A History of the Railway Exchange Building

Shadowy Beginnings

The Railway Exchange Building was developed by the Monadnock Realty Company, a company financed largely by money that Thomas McKittrick secretly diverted from the Hargadine-McKittrick Dry Goods Company. Assembling the land, much of it leased and on expensive terms, began as early as 1907, before the merger of the Famous Shoe and Clothing Company and the William Barr Dry Goods Company. The site encompassed the Julia Building and various smaller buildings. The Barr Company, then owned by Hargadine-McKittrick, occupied the Julia building and most if not all of the other buildings on the block. The Julia Building was one of the largest retail structures in the City at the time but was in poor condition. In 1911, May Department Stores purchased the struggling Barr Company from Hargadine-McKittrick with the understanding that it would vacate the present building and occupy the lower floors of the large building that McKittrick was planning. By 1912, David May had combined Famous and Barr companies into the Famous and Barr Company, temporarily quartered in the former Crawford’s building on Washington Avenue and other connected buildings.

Construction

Mauran, Russell, and Crowell, then located on the 16th floor of the Chemical Building, served as master architects. H. H. Humphrey designed the heating and wiring. Ronald J. Grant designed the plumbing. The Westlake Construction Company, which had recently constructed the Hotel Jefferson and a building for Stix, Baer, and Fuller, acted as general contractor. The Foundation Company, of New York, constructed the foundations, which employed large concrete caissons. Foundation work was complete by early 1912, and construction finished in 1913.

Famous and Barr was to occupy the basement through the seventh floor of the new building, with additional space on the eighth floor for elevator hoists and water tanks.

The remaining floors were configured for office use. Some were preleased to railroads and other large firms and built accordingly. Others were built with standard small professional offices, many with sinks to support medical and dental practices.

The Kingston Building

Concurrent with the construction of the Railway Exchange Building, the Kingston Investment Company, a separate firm controlled by David May, developed a building on Saint Charles Street containing loading docks at grade, a warehouse for Famous and Barr on upper levels, and a power plant below grade.
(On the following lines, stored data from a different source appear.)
//! Dormant orders: price-triggered stops and trailing stops
//!
//! Both books are keyed by arrival sequence where it matters, so orders
//! that trigger on the same trade activate in the order they arrived.

use std::collections::{BTreeMap, HashMap};

use common::Side;

use crate::command::OrderCommand;

// ============================================================================
// Stop Book
// ============================================================================

/// Stop-loss and stop-entry orders waiting for their trigger price
///
/// Orders that fire on a falling price (sell-loss, buy-entry) and orders
/// that fire on a rising price (sell-entry, buy-loss) are kept apart, each
/// keyed by `(stop_price, sequence)`, so a price move only scans the
/// entries it actually crosses.
#[derive(Debug, Clone, Default)]
pub struct StopBook {
    falling: BTreeMap<(u64, u64), OrderCommand>,
    rising: BTreeMap<(u64, u64), OrderCommand>,
    index: HashMap<u64, StopKey>,
}

#[derive(Debug, Clone, Copy)]
struct StopKey {
    falling: bool,
    stop_price: u64,
    sequence: u64,
}

impl StopBook {
    pub fn new() -> Self {
        Self::default()
    }

    pub fn insert(&mut self, order: OrderCommand, sequence: u64) {
        let key = StopKey {
            falling: order.stop.fires_on_fall(order.side),
            stop_price: order.stop_price,
            sequence,
        };
        self.index.insert(order.id, key);
        let map = if key.falling {
            &mut self.falling
        } else {
            &mut self.rising
        };
        map.insert((key.stop_price, sequence), order);
    }

    pub fn remove(&mut self, id: u64) -> Option<OrderCommand> {
        let key = self.index.remove(&id)?;
        let map = if key.falling {
            &mut self.falling
        } else {
            &mut self.rising
        };
        map.remove(&(key.stop_price, key.sequence))
    }

    pub fn contains(&self, id: u64) -> bool {
        self.index.contains_key(&id)
    }

    pub fn len(&self) -> usize {
        self.index.len()
    }

    pub fn is_empty(&self) -> bool {
        self.index.is_empty()
    }

    /// Remove and return every stop triggered at `last_price`, oldest first
    pub fn take_triggered(&mut self, last_price: u64) -> Vec<OrderCommand> {
        let mut keys: Vec<(bool, (u64, u64))> = self
            .falling
            .range((last_price, 0)..)
            .map(|(k, _)| (true, *k))
            .chain(
                self.rising
                    .range(..=(last_price, u64::MAX))
                    .map(|(k, _)| (false, *k)),
            )
            .collect();
        keys.sort_by_key(|(_, (_, sequence))| *sequence);

        let mut triggered = Vec::with_capacity(keys.len());
        for (falling, key) in keys {
            let map = if falling {
                &mut self.falling
            } else {
                &mut self.rising
            };
            if let Some(order) = map.remove(&key) {
                self.index.remove(&order.id);
                triggered.push(order);
            }
        }
        triggered
    }
}

// ============================================================================
// Trailing Book
// ============================================================================

#[derive(Debug, Clone)]
struct TrailingEntry {
    order: OrderCommand,
    armed: bool,
    watermark: u64,
}

impl TrailingEntry {
    fn trigger_price(&self) -> u64 {
        let offset = self
            .order
            .trailing_stop_price_type
            .offset(self.watermark, self.order.trailing_stop_price);
        match self.order.side {
            Side::Sell => self.watermark.saturating_sub(offset),
            Side::Buy => self.watermark.saturating_add(offset),
        }
    }

    fn reaches_activation(&self, last_price: u64) -> bool {
        let activation = self.order.trailing_stop_activation_price;
        activation == 0
            || match self.order.side {
                Side::Sell => last_price >= activation,
                Side::Buy => last_price <= activation,
            }
    }

    /// Move the watermark in the favourable direction; true if it moved
    fn follow(&mut self, last_price: u64) -> bool {
        let better = match self.order.side {
            Side::Sell => last_price > self.watermark,
            Side::Buy => last_price < self.watermark,
        };
        if better {
            self.watermark = last_price;
        }
        better
    }

    fn is_triggered(&self, last_price: u64) -> bool {
        match self.order.side {
            Side::Sell => last_price <= self.trigger_price(),
            Side::Buy => last_price >= self.trigger_price(),
        }
    }
}

/// Outcome of showing a trade price to the trailing book
#[derive(Debug, Clone, PartialEq, Eq)]
pub enum TrailingUpdate {
    Moved {
        order_id: u64,
        owner_id: u64,
        sub_account: u64,
        watermark: u64,
        trigger_price: u64,
    },
    /// Order left the book; `stop_price` holds the trigger it crossed
    Triggered(OrderCommand),
}

/// Trailing-stop orders in arrival order
///
/// A sell trails the running maximum and fires when the price falls
/// `offset` below it; a buy trails the running minimum and fires when the
/// price rises `offset` above it. Orders with an activation price only
/// start trailing once the price reaches it.
#[derive(Debug, Clone, Default)]
pub struct TrailingBook {
    entries: BTreeMap<u64, TrailingEntry>,
    index: HashMap<u64, u64>,
}

impl TrailingBook {
    pub fn new() -> Self {
        Self::default()
    }

    /// Track `order`; a non-zero `trailing_watermark` restores an armed order
    pub fn insert(&mut self, order: OrderCommand, sequence: u64) {
        let watermark = order.trailing_watermark;
        self.index.insert(order.id, sequence);
        self.entries.insert(
            sequence,
            TrailingEntry {
                order,
                armed: watermark > 0,
                watermark,
            },
        );
    }

    pub fn remove(&mut self, id: u64) -> Option<OrderCommand> {
        let sequence = self.index.remove(&id)?;
        self.entries.remove(&sequence).map(|entry| entry.order)
    }

    pub fn contains(&self, id: u64) -> bool {
        self.index.contains_key(&id)
    }

    pub fn len(&self) -> usize {
        self.entries.len()
    }

    pub fn is_empty(&self) -> bool {
        self.entries.is_empty()
    }

    /// Current (watermark, trigger) of an armed order
    pub fn watermark(&self, id: u64) -> Option<(u64, u64)> {
        let entry = self.entries.get(self.index.get(&id)?)?;
        entry
            .armed
            .then(|| (entry.watermark, entry.trigger_price()))
    }

    pub fn observe(&mut self, last_price: u64) -> Vec<TrailingUpdate> {
        let mut updates = Vec::new();
        let mut fired = Vec::new();

        for (sequence, entry) in self.entries.iter_mut() {
            let moved = if entry.armed {
                entry.follow(last_price)
            } else if entry.reaches_activation(last_price) {
                entry.armed = true;
                entry.watermark = last_price;
                true
            } else {
                false
            };

            if moved {
                updates.push(TrailingUpdate::Moved {
                    order_id: entry.order.id,
                    owner_id: entry.order.owner_id,
                    sub_account: entry.order.sub_account,
                    watermark: entry.watermark,
                    trigger_price: entry.trigger_price(),
                });
            }
            if entry.armed && entry.is_triggered(last_price) {
                fired.push(*sequence);
            }
        }

        for sequence in fired {
            if let Some(mut entry) = self.entries.remove(&sequence) {
                self.index.remove(&entry.order.id);
                entry.order.stop_price = entry.trigger_price();
                entry.order.trailing_watermark = entry.watermark;
                updates.push(TrailingUpdate::Triggered(entry.order));
            }
        }
        updates
    }
}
The Railway Exchange Building had no loading dock in its own footprint, which gave it the benefit of fronting all four surrounding streets.

The Kingston Building, as it was known, supplied steam and electricity at several voltages to the Railway Exchange Building. The plant idled from May 1st to October 1st each year and passed through power from the Laclede Gas substation in the Dominion Building just to the west. The turbines output 250 volts, with transformers to step down the Laclede Gas voltage from 4,160 volts and rotary converters to generate direct current for elevators at 250 volts and for other devices at 125 volts.

Will Levy was the architect for the Kingston Building. Black Masonry and Construction Company served as the general contractor, with the Foundation Company performing the foundation work as at the Railway Exchange Building.

Opening

The new Famous and Barr store in the building opened on Monday, September 8th, 1913 to great fanfare. The office portion of the building proved to be less successful, and McKittrick lost control of the building. May began purchasing the land under the building.

Conveniences

Separate entrances and banks of elevators served the store and the office building above. Elevators used direct current and were controlled manually with rheostats. The store and the Building had central vacuum cleaner systems. The Building’s system was reportedly never used.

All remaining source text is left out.